Had to be a thousand degrees Kelvin in the LDR, Gwen feeling strangely but not pleasantly buoyant in the heat. Sweating, fouled, writhing. Hair like a gorgon’s. The bed a swamp. Her skin in full rebellion, as if the baby were something not only to be expelled from her womb but shed from the outside, too; the hospital gown intolerable, abrasive, a crust of toast against the roof of the mouth. Gwen felt desperate, wild to labor naked. Wanted to rip off the gown, burst from it like the Hulk trashing one of his professor-dude lab coats. But here was this guy who was her only friend, wanting to see her naked even less than she wanted him to. His gaze already, every time Gwen rolled over or sat up, lashing around the room like a loose garden hose. The man appalled by the horror of it all, head down, cringing, a palace lackey sent into the foulness of the labyrinth to tend the roaring Minotaur. And humming. Running a metal key, a broken bottleneck, back and forth endlessly along a taut string of piano wire.
“Nat, boy, I beg you, you have to cut it out with the god damn humming.”
“What humming?” Nat said.
He got up and opened Gwen’s phone for the tenth time, trying to raise Archy. The gesture exhausted Gwen; she hated it more than all of the other incredibly annoying things that Nat was being, doing, and saying right now, put together.
“You might not want to do that. Archy Stallings comes through that door, Nat, swear to God, I’m going to call security on him.”
She had caught him on the point of dialing the last digit, his finger hesitating over the nine. Eyebrows arched, looking at her, entertaining the remote possibility that he had misheard her.
“Put. The motherfucking phone. Away.”
Nat nodded, lips pursed, eyes wide, his expression saying, O- kay . He snapped the phone shut. Sometime around the time that Gwen uttered the obscenity, Nurse Sally had come back into the room, or rather, she was simply there again. Endowed, Gwen noted, with her own combination of odors, almond extract and armpit and some inexcusable derivative of gardenia.

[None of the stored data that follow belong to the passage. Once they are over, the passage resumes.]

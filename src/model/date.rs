use crate::model::DATE;
use crate::{Error, Result};
use chrono::{Datelike, Days, NaiveDate};
use serde::{Deserialize, Deserializer, Serialize, Serializer};
use std::fmt::{Display, Formatter};
use std::str::FromStr;

/// The format of dates in a Mint export, e.g. `01/15/2020`.
pub const DATE_FORMAT: &str = "%m/%d/%Y";

const YEAR_MONTH_FORMAT: &str = "%Y-%m";

/// Parses a `Date` field value in `MM/DD/YYYY` format.
///
/// Values with the wrong separator, non-numeric parts, trailing text or an impossible calendar
/// date (e.g. `02/30/2020`) are format errors.
pub fn parse_date(value: &str) -> Result<NaiveDate> {
    parse_date_named(DATE, value)
}

/// Same as `parse_date`, but errors are reported against `field` rather than `Date`.
pub(crate) fn parse_date_named(field: &str, value: &str) -> Result<NaiveDate> {
    NaiveDate::parse_from_str(value, DATE_FORMAT).map_err(|e| Error::format(field, value, e))
}

/// A calendar month, used as the key when grouping transactions by month.
///
/// Internally this is the first day of the month, so it orders chronologically. It is displayed
/// and serialized as `YYYY-MM`.
#[derive(Debug, Clone, Copy, Eq, PartialEq, Ord, PartialOrd, Hash)]
pub struct YearMonth(NaiveDate);

impl YearMonth {
    /// Returns `None` if `month` is not in `1..=12` or the year is out of range.
    pub fn new(year: i32, month: u32) -> Option<Self> {
        NaiveDate::from_ymd_opt(year, month, 1).map(YearMonth)
    }

    /// The month that `date` falls in.
    pub fn from_date(date: NaiveDate) -> Self {
        YearMonth(date - Days::new(u64::from(date.day0())))
    }

    /// The first day of the month.
    pub fn first_day(&self) -> NaiveDate {
        self.0
    }

    pub fn year(&self) -> i32 {
        self.0.year()
    }

    pub fn month(&self) -> u32 {
        self.0.month()
    }

    pub fn contains(&self, date: NaiveDate) -> bool {
        YearMonth::from_date(date) == *self
    }
}

impl From<NaiveDate> for YearMonth {
    fn from(date: NaiveDate) -> Self {
        YearMonth::from_date(date)
    }
}

impl From<YearMonth> for NaiveDate {
    fn from(value: YearMonth) -> Self {
        value.0
    }
}

impl Display for YearMonth {
    fn fmt(&self, f: &mut Formatter<'_>) -> std::fmt::Result {
        Display::fmt(&self.0.format(YEAR_MONTH_FORMAT), f)
    }
}

impl FromStr for YearMonth {
    type Err = Error;

    fn from_str(s: &str) -> Result<Self> {
        let date = NaiveDate::parse_from_str(&format!("{s}-01"), "%Y-%m-%d")
            .map_err(|e| Error::format("month", s, e))?;
        Ok(YearMonth(date))
    }
}

impl Serialize for YearMonth {
    fn serialize<S>(&self, serializer: S) -> std::result::Result<S::Ok, S::Error>
    where
        S: Serializer,
    {
        serializer.collect_str(self)
    }
}

impl<'de> Deserialize<'de> for YearMonth {
    fn deserialize<D>(deserializer: D) -> std::result::Result<Self, D::Error>
    where
        D: Deserializer<'de>,
    {
        let s = String::deserialize(deserializer)?;
        YearMonth::from_str(&s).map_err(serde::de::Error::custom)
    }
}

“Hi, Mom, we are fine?” Sally said in that mildly broken English, in that treacly little voice, with that unbearable giggle. “I think your wife, hee, she’s still trapped,” she told Nat. “That other mom, my goodness, she is taking her time.”
“We’re fine, Sally,” Gwen said, working as much normal into her voice as she could manage. Tiring now. Needing to be done, with a longing that brought her—just when she hoped most to appear cheerful, fresh as a daisy, infinitely game to wait it out—to tears. “Just hanging.”
“Totally,” Nat agreed.
“How often?” Sally wanted to know. She went right to over to the heart monitor. “Huh,” she said. “I’m sorry, Mom. Ms. Shanks, I’m so sorry. I have to get the doctor in here. I know you want it to be Ms. Jaffe. I heard you had, I don’t know, some kind of problem with Dr. Lazar. But I think we can’t wait anymore.”
“What is it?”
“I think it’s a deceleration. Just a little one, but. Time for doctor.”
“Oh,” Gwen said, watching Sally’s flowered back as she race-walked out of the room. “Oh, no.”
She was barely able to get the words out as another great slow umbrella of pain opened inside her. Combing her thoughts, yanking them into a pigtail. Everything fading but the pain: the room and its furnishings, the whispering of pumps and monitors, the circuit of the hours, daylight, the world. The husband who had abandoned her to bear their child into that world. Pain like a closing of the eyes.